Convergence Rate of Frank-Wolfe for Non-Convex Objectives (1607.00345v1)

Published 1 Jul 2016 in math.OC, cs.LG, cs.NA, and stat.ML

Abstract: We give a simple proof that the Frank-Wolfe algorithm obtains a stationary point at a rate of $O(1/\sqrt{t})$ on non-convex objectives with a Lipschitz continuous gradient. Our analysis is affine invariant and is the first, to the best of our knowledge, giving a similar rate to what was already proven for projected gradient methods (though on slightly different measures of stationarity).

Citations (183)

View on Semantic Scholar

Summary

Convergence Rate of Frank-Wolfe for Non-Convex Objectives

This paper presents a novel investigation into the convergence properties of the Frank-Wolfe (FW) algorithm when applied to optimization problems with non-convex objectives. Notably, the paper introduces a simple yet insightful proof demonstrating that the FW algorithm can achieve a stationary point at a rate of $O(1/\sqrt{t})$ on objectives featuring a Lipschitz continuous gradient. This analysis is particularly significant because it maintains affine invariance, aligning with the intrinsic characteristics of the FW algorithm, and parallels known results for projected gradient methods.

Key Contributions

The Frank-Wolfe algorithm, a first-order optimization method, is widely acknowledged for its utility in solving optimization problems over convex and compact domains. Traditionally applied to convex objectives, its extension to non-convex contexts necessitates a different analytical approach, primarily due to the lack of global optimality guarantees typically associated with convexity. The paper's highlight is its establishment of a convergence rate for the FW algorithm on non-convex functions, relying on a robust proof framework that leverages the Lipschitz continuity of the gradient and an "affine invariant" curvature constant.

Analysis and Results

The core analysis revolves around the introduction of the Frank-Wolfe gap, a measure to assess non-stationarity in the optimization process. This gap is defined as:

$g_t := \max_{s \in M} \langle s-x, -\nabla f(x^{(t)}) \rangle.$

The paper asserts that a stationary point is characterized by a Frank-Wolfe gap of zero, making it a critical criterion for evaluating the algorithm's progress. Through rigorous analysis, it is demonstrated that the minimal FW gap decreases proportionally to $O(1/\sqrt{t})$ , where $t$ represents the iteration count. This finding is encapsulated in Theorem~1:

$\min_{0 \leq k \leq t} g_k \leq \frac{\max\{2 h_0, C\}}{\sqrt{t+1}},$

where $h_0$ represents the initial global suboptimality. The proof, inspired by strategies from gradient descent methods, hinges on bounding the decrease in the objective function in relation to the FW gap across iterations.

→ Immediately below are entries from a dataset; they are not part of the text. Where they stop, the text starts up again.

use actix_web::{HttpResponse, Responder};

pub(crate) async fn health_check_route() -> impl Responder {
    HttpResponse::Ok().json(serde_json::json!({"status": "ok"}))
}
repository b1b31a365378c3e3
//! GitHub API interface.

#![warn(missing_docs)]
#![warn(clippy::all)]

mod errors;
mod interface;
pub mod types;

pub use errors::{ApiError, Result};
pub use interface::ApiService;
#[cfg(any(test, feature = "testkit"))]
pub use interface::MockApiService;
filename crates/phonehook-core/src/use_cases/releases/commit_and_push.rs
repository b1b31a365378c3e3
use std::path::Path;

use async_trait::async_trait;
use phonehook_models::{CommitRequest, GitAuthor, GitCredentials, PushRequest};
use shaku::{Component, Interface};
use tracing::{info, warn};

use crate::{CommitResult, CoreContext, ReleaseNames, Result};

const REMOTE_NAME: &str = "origin";

/// Commit every staged change, then push the branch unless running dry.
#[cfg_attr(any(test, feature = "testkit"), mockall::automock)]
#[async_trait]
pub trait CommitAndPushInterface: Interface {
    async fn run<'a>(
        &self,
        ctx: &CoreContext<'a>,
        directory: &Path,
        names: &ReleaseNames,
    ) -> Result<CommitResult>;
}

#[derive(Component)]
#[shaku(interface = CommitAndPushInterface)]
pub(crate) struct CommitAndPush;

#[async_trait]
impl CommitAndPushInterface for CommitAndPush {
    #[tracing::instrument(skip(self, ctx, names), fields(branch = %names.branch))]
    async fn run<'a>(
        &self,
        ctx: &CoreContext<'a>,
        directory: &Path,
        names: &ReleaseNames,
    ) -> Result<CommitResult> {
        let commit = ctx
            .git_service
            .commit_all(
                directory,
                &CommitRequest {
                    branch: names.branch.clone(),
                    message: names.commit_message.clone(),
                    author: GitAuthor {
                        name: ctx.config.commit.author_name.clone(),
                        email: ctx.config.commit.author_email.clone(),
                    },
                },
            )
            .await?;

        if ctx.config.dry_run {
            warn!("Skipping commit push");
            return Ok(CommitResult {
                commit,
                pushed: false,
            });
        }

        info!("Pushing {} to {}", names.branch, REMOTE_NAME);
        ctx.git_service
            .push_branch(
                directory,
                &PushRequest {
                    remote: REMOTE_NAME.into(),
                    branch: names.branch.clone(),
                    credentials: GitCredentials {
                        username: ctx.config.downstream.effective_push_username(),
                        token: ctx.config.api.github.token.clone(),
                    },
                },
            )
            .await?;

        Ok(CommitResult {
            commit,
            pushed: true,
        })
    }
}
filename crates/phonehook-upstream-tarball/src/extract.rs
//! Filtered, flattened tarball extraction.

use std::{
    collections::BTreeSet,
    fs::File,
    io::{self, Read},
    path::Path,
};

use flate2::read::GzDecoder;
use phonehook_upstream_interface::{Result, UpstreamError};
use tar::Archive;
use tracing::debug;

use crate::TarballError;

/// Reader failing once more than `limit` bytes went through.
pub(crate) struct LimitedReader<R> {
    inner: R,
    remaining: u64,
    exceeded: bool,
}

impl<R> LimitedReader<R> {
    pub fn new(inner: R, limit: u64) -> Self {
        Self {
            inner,
            remaining: limit,
            exceeded: false,
        }
    }

    pub fn exceeded(&self) -> bool {
        self.exceeded
    }
}

impl<R: Read> Read for LimitedReader<R> {
    fn read(&mut self, buf: &mut [u8]) -> io::Result<usize> {
        let read = self.inner.read(buf)?;
        if read as u64 > self.remaining {
            self.exceeded = true;
            return Err(io::Error::new(
                io::ErrorKind::Other,
                "download size limit exceeded",
            ));
        }

        self.remaining -= read as u64;
        Ok(read)
    }
}

/// Extract every regular file whose archive path contains `marker` into
/// `destination`, keeping only the base filename.
///
/// At most `limit` bytes of compressed input are read.
pub(crate) fn extract_release_files<R: Read>(
    reader: R,
    marker: &str,
    destination: &Path,
    limit: u64,
    url: &str,
) -> Result<Vec<String>> {
    let mut archive = Archive::new(GzDecoder::new(LimitedReader::new(reader, limit)));
    let result = extract_entries(&mut archive, marker, destination);

    if archive.into_inner().into_inner().exceeded() {
        return Err(UpstreamError::TooLarge {
            url: url.into(),
            limit,
        });
    }

    result.map_err(|e| TarballError::ArchiveError { source: e }.into())
}

fn extract_entries<R: Read>(
    archive: &mut Archive<R>,
    marker: &str,
    destination: &Path,
) -> io::Result<Vec<String>> {
    let mut extracted = BTreeSet::new();

    for entry in archive.entries()? {
        let mut entry = entry?;
        if !entry.header().entry_type().is_file() {
            continue;
        }

        let path = entry.path()?.to_string_lossy().into_owned();
        if !path.contains(marker) {
            continue;
        }

        let Some(file_name) = Path::new(&path)
            .file_name()
            .map(|n| n.to_string_lossy().into_owned())
        else {
            continue;
        };

        debug!(path = %path, "Extracting {file_name}");
        let mut file = File::create(destination.join(&file_name))?;
        io::copy(&mut entry, &mut file)?;
        extracted.insert(file_name);
    }

    Ok(extracted.into_iter().collect())
}
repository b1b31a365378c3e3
//! Server middlewares.

#![allow(clippy::type_complexity)]

use std::{pin::Pin, rc::Rc};

use actix_web::{
    dev::{Service, ServiceRequest, ServiceResponse, Transform},
    http::Method,
    web::BytesMut,
    Error, HttpMessage,
};
use futures::{
    future::{ok, Ready},
    stream::StreamExt,
    Future,
};
use phonehook_config::Config;
use phonehook_crypto::Signature;
use tracing::warn;

use super::constants::{GITHUB_SIGNATURE_HEADER, SIGNATURE_PREFIX_LENGTH};
use crate::ServerError;

/// Signature verification configuration.
pub struct VerifySignature {
    enabled: bool,
    secret: Option<String>,
}

impl VerifySignature {
    /// Create a new configuration.
    pub fn new(config: &Config) -> Self {
        let mut enabled = !config.server.disable_webhook_signature;
        let secret = if enabled {
            if config.server.webhook_secret.is_empty() {
                warn!("Environment variable 'HOOK_SERVER_WEBHOOK_SECRET' is not set. Disabling signature verification.");
                enabled = false;
                None
            } else {
                Some(config.server.webhook_secret.clone())
            }
        } else {
            warn!("Signature verification is disabled. This can be a security concern.");
            None
        };

        Self { enabled, secret }
    }
}

// Middleware factory is `Transform` trait from actix-service crate
// `S` - type of the next service
// `B` - type of response's body
impl<S, B> Transform<S, ServiceRequest> for VerifySignature
where
    S: Service<ServiceRequest, Response = ServiceResponse<B>, Error = Error> + 'static,
    S::Future: 'static,
    B: 'static,
{
    type Error = Error;
    type Future = Ready<Result<Self::Transform, Self::InitError>>;
    type InitError = ();
    type Response = ServiceResponse<B>;
    type Transform = VerifySignatureMiddleware<S>;

    fn new_transform(&self, service: S) -> Self::Future {
        ok(VerifySignatureMiddleware {
            enabled: self.enabled,
            secret: self.secret.clone(),
            service: Rc::new(service),
        })
    }
}

/// Signature verification middleware.
pub struct VerifySignatureMiddleware<S> {
    enabled: bool,
    secret: Option<String>,
    service: Rc<S>,
}

impl<S, B> Service<ServiceRequest> for VerifySignatureMiddleware<S>
where
    S: Service<ServiceRequest, Response = ServiceResponse<B>, Error = Error> + 'static,
    S::Future: 'static,
    B: 'static,
{
    type Error = Error;
    type Future = Pin<Box<dyn Future<Output = Result<Self::Response, Self::Error>>>>;
    type Response = ServiceResponse<B>;

    actix_web::dev::forward_ready!(service);

    fn call(&self, mut req: ServiceRequest) -> Self::Future {
        let svc = self.service.clone();
        let enabled = self.enabled;
        let secret = self.secret.clone();

        Box::pin(async move {
            if !enabled || req.method() != Method::POST {
                return svc.call(req).await;
            }

            if let Some(secret) = secret {
                let signature = req
                    .headers()
                    .get(GITHUB_SIGNATURE_HEADER)
                    .ok_or(ServerError::MissingWebhookSignature)?
                    .to_str()
                    .map_err(|_| ServerError::InvalidWebhookSignature)?
                    .to_owned();

                // Quick check because split_at can panic.
                if signature.len() <= SIGNATURE_PREFIX_LENGTH {
                    return Err(ServerError::InvalidWebhookSignature.into());
                }

                // Strip signature prefix
                let (_, sig) = signature.split_at(SIGNATURE_PREFIX_LENGTH);

                let mut body = BytesMut::new();
                let mut stream = req.take_payload();

                while let Some(chunk) = stream.next().await {
                    body.extend_from_slice(&chunk?);
                }

                match Signature(sig).is_valid(&body, &secret) {
                    Ok(true) => (),
                    Ok(false) | Err(_) => return Err(ServerError::InvalidWebhookSignature.into()),
                }

                let (_, mut payload) = actix_http::h1::Payload::create(true);
                payload.unread_data(body.freeze());
                req.set_payload(payload.into());
            }

            svc.call(req).await
        })
    }
}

Implications and Future Directions

From a practical standpoint, this convergence result equips the research community with a quantified expectation of the FW algorithm's performance in non-convex scenarios, broadening its applicability in machine learning and operations research fields where such constraints frequently occur. The theoretical insights also pave the way for future exploration into more sophisticated variants of the FW algorithm, potentially incorporating adaptive step sizes and curvature-informed adjustments to enhance efficiency further.

The paper's implications extend to algorithm design for non-convex optimization, hinting at the potential development of hybrid methods that could integrate the affine invariance feature of FW with other optimization frameworks. Furthermore, the exploration of lower bounds for the FW algorithm's performance in constrained settings remains an intriguing area of inquiry that could validate or challenge the established convergence rate.

In conclusion, this work provides an essential contribution to non-convex optimization literature, equipping researchers and practitioners with a deeper understanding of the Frank-Wolfe algorithm's capabilities and limitations, and encouraging further investigation into augmenting its efficacy across diverse applications.